2005 single by Faith Evans

"Again" is a song by American singer Faith Evans. It was written by Ivan Barias, Carvin Haggins, and Evans for her fourth studio album The First Lady (2005), while production was helmed by Barias and Haggins under their production moniker Carvin & Ivan. It contains a sample from "Genuine" by American 1970s soul group the Whatnauts. Due to the inclusion of the sample, Jerry Harris and Venus Dodson are also credited as songwriters. "Again" addresses Evans's 2004 arrest for drug possession.

Released as the lead single from The First Lady on February 7, 2005, the song marked a top-10 return for Evans on the US Billboard Hot R&B/Hip-Hop Songs chart, peaking at number seven. "Again" also peaked at number 47 on the US Billboard Hot 100. Worldwide, the song charted within the top 50 in Australia and peaked at number 12 on the UK Singles Chart. The accompanying music video for "Again" was directed by longtime collaborator Chris Robinson and filmed in Los Angeles, California in late January 2005.

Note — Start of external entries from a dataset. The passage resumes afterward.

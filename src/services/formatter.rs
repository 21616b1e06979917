//! Message formatting capability
//!
//! The engine writes markdown; the delivery channel (WhatsApp) speaks its
//! own dialect. [`WhatsAppFormatter`] converts between the two and also
//! provides content validation for inbound text. The formatter gate in the
//! pipeline treats every formatting failure as degradable: the original
//! content is kept, never dropped.

use async_trait::async_trait;

use crate::models::AgentResponse;
use crate::{GatewayError, Result};

/// Capability contract for channel-specific text formatting
#[async_trait]
pub trait MessageFormatter: Send + Sync {
    /// Format a reply's content for the delivery channel
    async fn format_for_whatsapp(&self, response: &AgentResponse) -> Result<String>;

    /// Produce the user-facing text for an internal error
    fn format_error_message(&self, err: &GatewayError) -> String;

    /// Validate inbound message content before it reaches the engine
    fn validate_message_content(&self, content: &str) -> Result<()>;
}

/// Markdown-to-WhatsApp formatter.
///
/// Conversions applied:
/// - `**bold**` / `__bold__` become `*bold*` / `_italic_`
/// - `~~strike~~` becomes `~strike~`
/// - `# headings` become bold lines
/// - `- item` bullets become `• item`
/// - `[label](url)` links become `label: url`
pub struct WhatsAppFormatter {
    max_message_length: usize,
}

impl WhatsAppFormatter {
    pub fn new(max_message_length: usize) -> Self {
        Self { max_message_length }
    }

    /// Convert markdown text to the WhatsApp dialect
    pub fn markdown_to_whatsapp(text: &str) -> String {
        let lines: Vec<String> = text.lines().map(Self::convert_line).collect();
        let joined = lines.join("\n");
        // Trailing newline is significant to `lines()`, restore it
        if text.ends_with('\n') {
            format!("{joined}\n")
        } else {
            joined
        }
    }

    fn convert_line(line: &str) -> String {
        let trimmed = line.trim_start();
        let indent_len = line.len() - trimmed.len();
        let indent = &line[..indent_len];

        // Headings become bold lines
        if trimmed.starts_with('#') {
            let text = trimmed.trim_start_matches('#').trim();
            if text.is_empty() {
                return String::new();
            }
            return format!("{indent}*{}*", Self::convert_inline(text));
        }

        // Markdown bullets become the WhatsApp bullet glyph
        if let Some(rest) = trimmed.strip_prefix("- ") {
            return format!("{indent}• {}", Self::convert_inline(rest));
        }

        format!("{indent}{}", Self::convert_inline(trimmed))
    }

    fn convert_inline(text: &str) -> String {
        let converted = text
            .replace("**", "*")
            .replace("__", "_")
            .replace("~~", "~");
        Self::convert_links(&converted)
    }

    /// Rewrite `[label](url)` as `label: url`
    fn convert_links(text: &str) -> String {
        let mut out = String::with_capacity(text.len());
        let mut rest = text;

        while let Some(open) = rest.find('[') {
            let Some(close_rel) = rest[open..].find("](") else {
                break;
            };
            let close = open + close_rel;
            let Some(end_rel) = rest[close + 2..].find(')') else {
                break;
            };
            let end = close + 2 + end_rel;

            let label = &rest[open + 1..close];
            let url = &rest[close + 2..end];

            out.push_str(&rest[..open]);
            out.push_str(label);
            out.push_str(": ");
            out.push_str(url);
            rest = &rest[end + 1..];
        }

        out.push_str(rest);
        out
    }
}

impl Default for WhatsAppFormatter {
    fn default() -> Self {
        Self::new(4096)
    }
}

#[async_trait]
impl MessageFormatter for WhatsAppFormatter {
    async fn format_for_whatsapp(&self, response: &AgentResponse) -> Result<String> {
        Ok(Self::markdown_to_whatsapp(&response.content))
    }

    fn format_error_message(&self, _err: &GatewayError) -> String {
        // User-facing text never leaks internal error detail
        "Desculpe, não consegui processar sua mensagem agora. \
         Tente novamente em alguns instantes."
            .to_string()
    }

    fn validate_message_content(&self, content: &str) -> Result<()> {
        if content.trim().is_empty() {
            return Err(GatewayError::InvalidContent(
                "message content cannot be empty".to_string(),
            ));
        }
        if content.len() > self.max_message_length {
            return Err(GatewayError::InvalidContent(format!(
                "message content exceeds maximum length of {} characters",
                self.max_message_length
            )));
        }
        Ok(())
    }
}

==Background and recording==
"Again" was written by Evans with Venus Dodson, Jerry Harris, and Ivan Barias and Carvin Haggins, while the latter handled the song's entire production. The track is one out of several track on which Evans collaborated with Carvin & Ivan, both of whom advised her to record a song for the album that would address her 2004 arrest for drug possession. In an interview with Vibe, Haggins noted, that the original lyrics to "Again" were actually more risqué than the version that was eventually recorded for the album. In the first version of the song's second verse Evans name-checked radio personality Wendy Williams and cited old rumors about a romance with Tupac Shakur. Evans called "Again" a "testament to my name" and added: "This song is near and dear to my heart. I'm not perfect, and everything I’ve been through has been for a reason. My faith in God and knowing that he watches over me helps me to believe that if he brought me to it, he'll bring me through it."

==Music video==
The accompanying music video for "Again" was directed by longtime collaborator Chris Robinson and filmed in Los Angeles, California in late January 2005. Production was overseen by Dawn Rose for Robot Films/HSI, while Jeff Selis served as the video's editor. It debuted in March 2005.

==Track listings==

US and UK 12-inch single
| No. | Title | Length |
|---|---|---|
| 1. | "Again" (main) |  |
| 2. | "Again" (instrumental) |  |
| 3. | "Again" (a cappella) |  |

UK CD1 and European CD single
| No. | Title | Writer(s) | Length |
|---|---|---|---|
| 1. | "Again" |  |  |
| 2. | "Do My Thang" | Kameron Houff |  |

UK CD2
| No. | Title | Writer(s) | Length |
|---|---|---|---|
| 1. | "Again" |  |  |
| 2. | "Get Over You" | Evans; Haggins; Barias; Johnnie Smith; |  |
| 3. | "Again" (instrumental) |  |  |
| 4. | "Again" (a cappella) |  |  |
| 5. | "Again" (video) |  |  |

Australasian CD single
| No. | Title | Writer(s) | Length |
|---|---|---|---|
| 1. | "Again" |  |  |
| 2. | "Get Over You" | Evans; Haggins; Barias; Smith; |  |
| 3. | "Again" (instrumental) |  |  |

==Credits and personnel==
Credits are adapted from the liner notes of The First Lady.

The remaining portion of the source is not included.